Le lunghe liste di attesa nella sanità emiliano-romagnola e ravennate in particolare sono, da tanti anni, un problema serio. Che la pandemia non poteva che aggravare. Ci si ricorderà, per chi ha memoria, che nella campagna elettorale per le elezioni regionali, svoltesi nel gennaio 2020, era già un tema di dibattito a volte infuocato. Perché il problema c’era già, naturalmente. Ora la Regione afferma di volerci mettere una pezza.
«L’Emilia-Romagna presenta il piano di smaltimento delle liste di attesa? Vogliamo comprendere quali saranno le modalità, visto che ad oggi sembra ‘fantascienza’. La Regione continua a fare proclami distanti anni luce dalla realtà che il personale e i cittadini vivono rispetto ai servizi offerti». Così il Sindacato.

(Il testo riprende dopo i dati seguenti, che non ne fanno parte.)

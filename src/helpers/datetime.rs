use time::{OffsetDateTime, UtcOffset};

pub trait Timezone {
    fn to_localtime(&self) -> OffsetDateTime;
    fn to_formatted_string(&self) -> String;
}

impl Timezone for OffsetDateTime {
    fn to_localtime(&self) -> OffsetDateTime {
        // time can't safely read the local offset in multithreaded
        // programs, chrono can
        let tz_offset_sec = chrono::Local::now().offset().local_minus_utc();
        match UtcOffset::from_whole_seconds(tz_offset_sec) {
            Ok(offset) => self.to_offset(offset),
            Err(_) => *self,
        }
    }

    /// Debug format with the fraction cut to milliseconds
    fn to_formatted_string(&self) -> String {
        let str = format!("{:?}", self);
        match str.split_once('.') {
            Some((secs, fractional)) => {
                let mut fractional = fractional.to_string();
                fractional.truncate(3);
                format!("{}.{}", secs, fractional)
            }
            None => str,
        }
    }
}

Le soluzioni proposte dalla Regione? Più assunzioni, più straordinario e più privato. Il Sindacato, però, lamenta il blocco delle assunzioni, che ha impedito addirittura le stabilizzazioni del personale già in servizio. E poi: «Non siamo in grado di garantire l’obiettivo, perché non c’è personale a sufficienza. E chiedere a chi è rimasto di fare anche quel tipo di percorso programmatorio per recuperare le prestazioni rimaste in sospeso per il Covid è praticamente chiedergli di spremersi ancora più di quanto sono spremuti». Quanto al privato: «Bisogna mantenere il perimetro della sanità pubblica all’interno di certe garanzie costituzionalmente previste. La sanità deve tornare a essere universale. Quindi, avvalersi del privato accreditato, ok. Però a supporto di quelle pubbliche. Che rimanga il perimetro della sanità pubblica!».
Quali i ritardi più sensibili? Secondo la stampa di ieri: «Solo il 68% delle visite oculistiche viene evaso nei tempi, solo il 61% delle visite diabetologiche, solo il 69% delle visite dermatologiche». Queste le percentuali regionali. Nello specifico locale: «Una colonscopia? A Lugo non si può fare, a Ravenna l’attesa è di un anno». E lo stesso vale per prenotare un “fondo dell’occhio” e tante altre visite specialistiche non urgenti. Vogliamo ancora chiederci perché poi i cittadini disperati provino a cercare nel “pronto soccorso” le soluzioni che non trovano nella medicina non emergenziale?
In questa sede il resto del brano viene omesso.